Background information
- Born: 1871 Marks
- Died: 30 November 1961 (aged 89–90) Wisconsin
- Occupations: Founder and president of Bissing's Conservatory of Music
- Instrument: Violin
- Formerly of: Eddie South, Francis Boucher, Walter Wenzel

= Petrowitsch Bissing =

Peter "Petrowitsch" Bissing (1871 in Russia – 30 November 1961 in Wisconsin, United States) was the founder and president of Bissing's Conservatory of Music in Hays, Kansas and later in Topeka. He was known as an instructor of music and specialized in the violin, publishing multiple works on the instruction of the instrument. He was among the top instructors of his day in the expression of vibrato and published a book titled Cultivation of the Violin Vibrato Tone.

In 1876, Bissing arrived in Ellis County from the Volga River area of Russia with his family.

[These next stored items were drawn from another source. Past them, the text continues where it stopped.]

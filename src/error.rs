use crate::{compiler::CompileError, lexer::SyntaxError};
use thiserror::Error;

/// Why a translation failed. No partial document accompanies either kind.
#[derive(Debug, Clone, PartialEq, Error)]
pub enum Error {
    /// The text is not a well-formed expression.
    #[error(transparent)]
    Syntax(#[from] SyntaxError),

    /// The expression is well formed but cannot be expressed as a query.
    #[error(transparent)]
    Compile(#[from] CompileError),
}

impl Error {
    pub fn is_syntax(&self) -> bool {
        matches!(self, Error::Syntax(_))
    }
}
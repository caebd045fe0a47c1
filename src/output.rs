//! Canonical rendering of query documents.
//!
//! Documents render as MongoDB relaxed Extended JSON, so values without a
//! JSON counterpart keep their type:
//!
//! - object ids as `{"$oid": "..."}`
//! - patterns as `{"$regex": "...", "$options": "i"}`
//! - timestamps as `{"$date": "<RFC 3339, milliseconds>"}`
//!
//! Object keys are always sorted, so equal documents render identically.
//!
//! # Examples
//!
//! ```
//! use mongoq::{translate, output::to_json};
//!
//! let doc = translate("age > 10 && name == \"Al*\"").unwrap();
//! assert_eq!(
//!     to_json(&doc),
//!     r#"{"age":{"$gt":10},"name":{"$options":"i","$regex":"Al.*"}}"#
//! );
//! ```

use crate::value::{Document, QueryValue, Scalar};
use bson::Bson;
use chrono::SecondsFormat;
use serde_json::{Map, Value, json};

/// Converts a document to a `serde_json::Value` in Extended JSON form.
pub fn to_json_value(doc: &Document) -> Value {
    Value::Object(
        doc.iter()
            .map(|(key, value)| (key.clone(), query_value_to_json(value)))
            .collect::<Map<String, Value>>(),
    )
}

fn query_value_to_json(value: &QueryValue) -> Value {
    match value {
        QueryValue::Scalar(scalar) => scalar_to_json(scalar),
        QueryValue::Document(doc) => to_json_value(doc),
        QueryValue::List(items) => Value::Array(items.iter().map(query_value_to_json).collect()),
    }
}

fn scalar_to_json(scalar: &Scalar) -> Value {
    match scalar {
        Scalar::String(s) => Value::String(s.clone()),
        Scalar::Integer(n) => Value::Number((*n).into()),
        Scalar::Float(f) => serde_json::Number::from_f64(*f)
            .map(Value::Number)
            .unwrap_or(Value::Null),
        Scalar::Boolean(b) => Value::Bool(*b),
        Scalar::DateTime(ts) => json!({ "$date": ts.to_rfc3339_opts(SecondsFormat::Millis, true) }),
        Scalar::ObjectId(oid) => json!({ "$oid": oid.to_hex() }),
        Scalar::Pattern(p) => json!({ "$regex": p.pattern, "$options": p.options }),
    }
}

/// Converts a document to compact JSON text.
///
/// - No indentation or extra whitespace
/// - Deterministic output (object keys are sorted)
pub fn to_json(doc: &Document) -> String {
    to_json_value(doc).to_string()
}

/// Converts a document to JSON text with 2-space indentation.
pub fn to_json_pretty(doc: &Document) -> String {
    format!("{:#}", to_json_value(doc))
}

/// Converts a document to a `bson::Document` for use with a MongoDB driver.
pub fn to_bson(doc: &Document) -> bson::Document {
    doc.iter()
        .map(|(key, value)| (key.clone(), query_value_to_bson(value)))
        .collect()
}

fn query_value_to_bson(value: &QueryValue) -> Bson {
    match value {
        QueryValue::Scalar(scalar) => scalar_to_bson(scalar),
        QueryValue::Document(doc) => Bson::Document(to_bson(doc)),
        QueryValue::List(items) => Bson::Array(items.iter().map(query_value_to_bson).collect()),
    }
}

fn scalar_to_bson(scalar: &Scalar) -> Bson {
    match scalar {
        Scalar::String(s) => Bson::String(s.clone()),
        Scalar::Integer(n) => Bson::Int64(*n),
        Scalar::Float(f) => Bson::Double(*f),
        Scalar::Boolean(b) => Bson::Boolean(*b),
        Scalar::DateTime(ts) => Bson::DateTime(bson::DateTime::from_millis(ts.timestamp_millis())),
        Scalar::ObjectId(oid) => Bson::ObjectId(*oid),
        Scalar::Pattern(p) => Bson::RegularExpression(bson::Regex {
            pattern: p.pattern.clone(),
            options: p.options.clone(),
        }),
    }
}
//! Compile compact filter expressions into MongoDB query documents.
//!
//! ```
//! use mongoq::{translate, output::to_json};
//!
//! let doc = translate("age > 10 && name == (\"Alice\" | \"Bob\")").unwrap();
//! assert_eq!(
//!     to_json(&doc),
//!     r#"{"age":{"$gt":10},"name":{"$in":["Alice","Bob"]}}"#
//! );
//! ```
pub mod ast;
pub mod builtins;
pub mod compiler;
pub mod convert;
pub mod error;
pub mod lexer;
pub mod output;
pub mod parser;
pub mod translate;
pub mod value;

#[cfg(feature = "cli")]
pub mod cli;

pub use ast::{Argument, BinOp, Builtin, Expr, LiteralKind, Token, UnaryOp};
pub use compiler::{CompileError, Compiler, Context};
pub use convert::ConversionError;
pub use error::Error;
pub use lexer::{Lexer, Position, SyntaxError};
pub use output::{to_bson, to_json, to_json_pretty};
pub use parser::{Parser, parse};
pub use translate::{TranslateOptions, Translator, set_error_observer, translate};
pub use value::{Document, Pattern, QueryValue, Scalar};
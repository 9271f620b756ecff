//! # Glimpse Infrastructure
//!
//! Concrete implementations of the ports defined in `glimpse-core`:
//! SeaORM repositories and diagnostics over PostgreSQL, plus in-memory
//! repositories used by handler tests and local experiments.

pub mod database;
pub mod memory;

pub use database::{DatabaseConfig, DatabaseConnections, PostgresProbe};
pub use memory::InMemoryStore;
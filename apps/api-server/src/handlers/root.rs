use actix_web::HttpResponse;
use glimpse_shared::dto::MessageResponse;

/// GET /
pub async fn hello() -> HttpResponse {
    HttpResponse::Ok().json(MessageResponse {
        message: "Hello World!".to_string(),
    })
}
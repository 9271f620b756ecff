//! # Glimpse Core
//!
//! The domain layer of the Glimpse API.
//! This crate holds the entity types, their validation rules, the ports that
//! infrastructure implements, and the storage-agnostic pieces of the CSV lead
//! import and the startup database checks.

pub mod domain;
pub mod error;
pub mod health;
pub mod import;
pub mod ports;
pub mod schema;

pub use error::{DomainError, RepoError};
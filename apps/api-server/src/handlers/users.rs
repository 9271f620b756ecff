//! User handlers.

use actix_web::{HttpResponse, web};

use glimpse_core::domain::{NewUser, User, UserChanges};
use glimpse_core::error::{DomainError, RepoError};
use glimpse_core::ports::BaseRepository;
use glimpse_shared::dto::{DeleteResponse, PostRead, UserCreate, UserRead, UserUpdate};

use super::posts::post_read;
use crate::middleware::error::{AppError, AppResult};
use crate::state::AppState;

fn user_read(user: User) -> UserRead {
    UserRead {
        id: user.id,
        username: user.username,
        email: user.email,
        phone: user.phone,
        last_login: user.last_login,
        is_active: user.is_active,
        created_at: user.created_at,
        profile_picture: user.profile_picture,
    }
}

fn not_found(id: i32) -> AppError {
    DomainError::NotFound {
        entity_type: "User",
        id,
    }
    .into()
}

/// GET /users/
pub async fn list_users(state: web::Data<AppState>) -> AppResult<HttpResponse> {
    let users = state.users.find_all().await?;

    Ok(HttpResponse::Ok().json(users.into_iter().map(user_read).collect::<Vec<_>>()))
}

/// POST /users/
pub async fn create_user(
    state: web::Data<AppState>,
    body: web::Json<UserCreate>,
) -> AppResult<HttpResponse> {
    let req = body.into_inner();
    let new = NewUser {
        username: req.username,
        email: req.email,
        phone: req.phone,
        profile_picture: req.profile_picture,
    };
    new.validate()?;

    let user = state.users.create(new).await?;
    tracing::info!(user_id = user.id, "User created");

    Ok(HttpResponse::Created().json(user_read(user)))
}

/// GET /users/{id}
pub async fn get_user(state: web::Data<AppState>, path: web::Path<i32>) -> AppResult<HttpResponse> {
    let id = path.into_inner();
    let user = state.users.find_by_id(id).await?.ok_or_else(|| not_found(id))?;

    Ok(HttpResponse::Ok().json(user_read(user)))
}

/// PATCH /users/{id}
pub async fn update_user(
    state: web::Data<AppState>,
    path: web::Path<i32>,
    body: web::Json<UserUpdate>,
) -> AppResult<HttpResponse> {
    let id = path.into_inner();
    let req = body.into_inner();
    let changes = UserChanges {
        username: req.username,
        email: req.email,
        phone: req.phone,
        is_active: req.is_active,
        profile_picture: req.profile_picture,
    };
    changes.validate()?;

    match state.users.update(id, changes).await {
        Ok(user) => Ok(HttpResponse::Ok().json(user_read(user))),
        Err(RepoError::NotFound) => Err(not_found(id)),
        Err(e) => Err(e.into()),
    }
}

/// DELETE /users/{id}
///
/// Refused with 409 while posts still reference the user.
pub async fn delete_user(
    state: web::Data<AppState>,
    path: web::Path<i32>,
) -> AppResult<HttpResponse> {
    let id = path.into_inner();

    match state.users.delete(id).await {
        Ok(()) => Ok(HttpResponse::Ok().json(DeleteResponse {
            id,
            message: "User deleted successfully".to_string(),
        })),
        Err(RepoError::NotFound) => Err(not_found(id)),
        Err(RepoError::ForeignKey(_)) => Err(AppError::Conflict(format!(
            "User {} still has posts",
            id
        ))),
        Err(e) => Err(e.into()),
    }
}

/// GET /users/{id}/posts
pub async fn user_posts(
    state: web::Data<AppState>,
    path: web::Path<i32>,
) -> AppResult<HttpResponse> {
    let id = path.into_inner();
    if state.users.find_by_id(id).await?.is_none() {
        return Err(not_found(id));
    }

    let posts: Vec<PostRead> = state
        .posts
        .find_by_user_id(id)
        .await?
        .into_iter()
        .map(post_read)
        .collect();

    Ok(HttpResponse::Ok().json(posts))
}
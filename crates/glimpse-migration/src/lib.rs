//! Schema migrations, applied by the `migration` binary.
//!
//! Revisions are ordered by name; the last entry of
//! [`Migrator::migrations`] is the head revision the API server expects.

pub use sea_orm_migration::prelude::*;

mod m20250801_000001_create_users;
mod m20250801_000002_create_posts;
mod m20250801_000003_create_leads;

pub struct Migrator;

#[async_trait::async_trait]
impl MigratorTrait for Migrator {
    fn migrations() -> Vec<Box<dyn MigrationTrait>> {
        vec![
            Box::new(m20250801_000001_create_users::Migration),
            Box::new(m20250801_000002_create_posts::Migration),
            Box::new(m20250801_000003_create_leads::Migration),
        ]
    }
}

#[cfg(test)]
mod tests {
    use super::*;

    #[test]
    fn test_revisions_are_in_name_order() {
        let names: Vec<String> = Migrator::migrations()
            .iter()
            .map(|m| m.name().to_string())
            .collect();
        let mut sorted = names.clone();
        sorted.sort();
        assert_eq!(names, sorted);
        assert_eq!(names.last().map(String::as_str), Some("m20250801_000003_create_leads"));
    }
}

He was about five years old when his family arrived in Kansas and he began to study music on a homemade four-octave organ made by his father. At 8 years old, he began learning to play the violin. As he grew older, Bissing studied at the Chicago College of Music alongside jazz violinist Eddie South and finished violin instruction under Francis Boucher. He also was an instructor of Walter Wenzel

On January 2, 1901, Bissing began the Bissing Conservatory of Music and offered instruction in vocal, piano, violin, organ, harmony and composition. But it was in June 1903 when Bissing received an invitation to study at Prague under Otakar Sevcik. Bissing left to complete his studies and returned to Topeka in 1906 to reorganize his teaching conservatory. Upon returning, he adopted the stage name of Petrowitsch Bissing.